We'll do the same compilation for fold assignments and null balanced accuracy distributions:

In [7]:
univariate_null_distribution_list = []
pairwise_null_distribution_list = []
combined_univariate_pairwise_null_distribution_list = []

# Iterate over the four disorders
for disorder in study_disorder_lookup.keys():
    study = study_disorder_lookup[disorder]
    
    # Read in null distribution results
    null_distribution_univariate = (pd.read_feather(f"data/classification_results/null_results/{study}_{disorder}_univariate_Linear_SVM_sklearn_null_balanced_accuracy_distributions.feather")
                         .assign(Study=study, Disorder=disorder))
    univariate_null_distribution_list.append(null_distribution_univariate)

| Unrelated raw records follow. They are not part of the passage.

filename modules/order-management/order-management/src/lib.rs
//! Order Management Module
//!
//! Finds catalog items matching a requested name, exposed over gRPC through
//! unary, server-streaming, client-streaming and bidirectional calls.
//!
//! ## Architecture
//!
//! - `domain/catalog.rs` - Catalog lookup
//! - `domain/session.rs` - Per-call state for streaming calls
//! - `domain/service.rs` - The four order contracts
//! - `api/grpc/server.rs` - gRPC server implementation
//! - `module.rs` - Wiring from configuration to tonic routes
//!
//! External consumers should use the `order-management-sdk` crate which
//! provides the gRPC client.

// === MODULE DEFINITION ===
mod module;
pub use module::OrderManagementModule;

pub mod config;
pub use config::{CatalogConfig, OrderServiceConfig};

// === INTERNAL MODULES ===
#[doc(hidden)]
pub mod api;
#[doc(hidden)]
pub mod domain;
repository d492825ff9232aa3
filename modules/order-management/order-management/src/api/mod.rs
pub mod grpc;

    null_distribution_pairwise = (pd.read_feather(f"data/classification_results/null_results/{study}_{disorder}_pairwise_Linear_SVM_sklearn_null_balanced_accuracy_distributions.feather")
                         .assign(Study=study, Disorder=disorder))
    pairwise_null_distribution_list.append(null_distribution_pairwise)

    null_distribution_combo = (pd.read_feather(f"data/classification_results/null_results/{study}_{disorder}_combined_univariate_pairwise_Linear_SVM_sklearn_null_balanced_accuracy_distributions.feather")
                         .assign(Study=study, Disorder=disorder))
    combined_univariate_pairwise_null_distribution_list.append(null_distribution_combo)

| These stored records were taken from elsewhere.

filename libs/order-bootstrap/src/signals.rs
//! Process termination signals.

use tokio::task::JoinHandle;
use tokio_util::sync::CancellationToken;

#[derive(Debug, Clone, Copy, PartialEq, Eq)]
pub enum ShutdownSignal {
    /// Ctrl+C / SIGINT.
    Interrupt,
    /// SIGTERM.
    Terminate,
}

impl ShutdownSignal {
    #[must_use]
    pub fn as_str(self) -> &'static str {
        match self {
            Self::Interrupt => "interrupt",
            Self::Terminate => "terminate",
        }
    }
}

/// Resolves with the first termination signal the process receives.
///
/// # Errors
/// Returns an error if a signal listener cannot be installed.
pub async fn wait_for_shutdown() -> std::io::Result<ShutdownSignal> {
    #[cfg(unix)]
    {
        use tokio::signal::unix::{SignalKind, signal};

        let mut terminate = signal(SignalKind::terminate())?;
        tokio::select! {
            interrupted = tokio::signal::ctrl_c() => interrupted.map(|()| ShutdownSignal::Interrupt),
            _ = terminate.recv() => Ok(ShutdownSignal::Terminate),
        }
    }

    #[cfg(not(unix))]
    {
        tokio::signal::ctrl_c()
            .await
            .map(|()| ShutdownSignal::Interrupt)
    }
}

/// Cancel `token` on the first termination signal.
///
/// The watcher also ends, without doing anything, once `token` is cancelled by
/// someone else. If no signal listener can be installed the process keeps
/// running and only an explicit cancel stops it.
pub fn cancel_on_shutdown(token: CancellationToken) -> JoinHandle<()> {
    tokio::spawn(async move {
        tokio::select! {
            () = token.cancelled() => {}
            outcome = wait_for_shutdown() => match outcome {
                Ok(signal) => {
                    tracing::info!(signal = signal.as_str(), "shutdown requested");
                    token.cancel();
                }
                Err(e) => {
                    tracing::error!(error = %e, "cannot listen for termination signals");
                }
            },
        }
    })
}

# Concatenate results into one dataframe
univariate_null_distribution = pd.concat(univariate_null_distribution_list, axis=0).reset_index()
pairwise_null_distribution = pd.concat(pairwise_null_distribution_list, axis=0).reset_index()
combined_univariate_pairwise_null_distribution = pd.concat(combined_univariate_pairwise_null_distribution_list, axis=0).reset_index()

# Save null distributions to feather files
univariate_null_distribution.reset_index().to_feather("data/classification_results/univariate_null_balanced_accuracy_distribution.feather")
pairwise_null_distribution.reset_index().to_feather("data/classification_results/pairwise_null_balanced_accuracy_distribution.feather")
combined_univariate_pairwise_null_distribution.reset_index().to_feather("data/classification_results/combined_univariate_pairwise_null_balanced_accuracy_distribution.feather")

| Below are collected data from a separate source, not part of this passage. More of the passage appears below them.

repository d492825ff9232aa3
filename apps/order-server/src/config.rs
//! Host configuration: listener, order service limits, catalog and logging.

use std::path::Path;

use order_bootstrap::{ConfigError, LoggingConfig, load_layered};
use order_management::{CatalogConfig, OrderServiceConfig};
use serde::{Deserialize, Serialize};

/// Prefix of environment overrides, e.g. `ORDERS__SERVER__LISTEN_ADDR`.
pub const ENV_PREFIX: &str = "ORDERS__";

#[derive(Debug, Clone, PartialEq, Eq, Serialize, Deserialize)]
#[serde(default)]
pub struct ServerConfig {
    pub listen_addr: String,
}

impl Default for ServerConfig {
    fn default() -> Self {
        Self {
            listen_addr: "0.0.0.0:50505".to_owned(),
        }
    }
}

#[derive(Debug, Clone, Default, PartialEq, Eq, Serialize, Deserialize)]
#[serde(default)]
pub struct AppConfig {
    pub server: ServerConfig,
    pub orders: OrderServiceConfig,
    pub catalog: CatalogConfig,
    pub logging: LoggingConfig,
}

impl AppConfig {
    /// Defaults, then the YAML file at `path`, then `ORDERS__*` variables.
    ///
    /// # Errors
    /// Returns an error if the file is missing or any layer is invalid.
    pub fn load(path: Option<&Path>) -> Result<Self, ConfigError> {
        load_layered(&Self::default(), path, ENV_PREFIX)
    }
}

Next, we'll define a function to compute a $p$-value for a given observed balanced accuracy based on the corresponding empirical null distribution, comprising 1000 null balanced accuracy estimates for the given model.
From this distribution, we will derive the mean and SD null balanced accuracy, which will be used to compute the cumulative density function for the corresponding Gaussian distribution to obtain a p-value.

In [8]:
%%R -o compute_p_values

# Functions to calculate empirical p-value
compute_p_values <- function(observed_balanced_accuracy_df, null_distribution_df) {
  
  # Filter null to the same analysis type and grouping variable
  null_distribution_df <- null_distribution_df %>%
      dplyr::select(Analysis_Type, Disorder, Study, Balanced_Accuracy, group_var) %>%
      semi_join(., observed_balanced_accuracy_df %>% dplyr::select(Analysis_Type, Disorder, Study, Balanced_Accuracy, group_var),
                by = join_by(Analysis_Type, Disorder, Study, group_var))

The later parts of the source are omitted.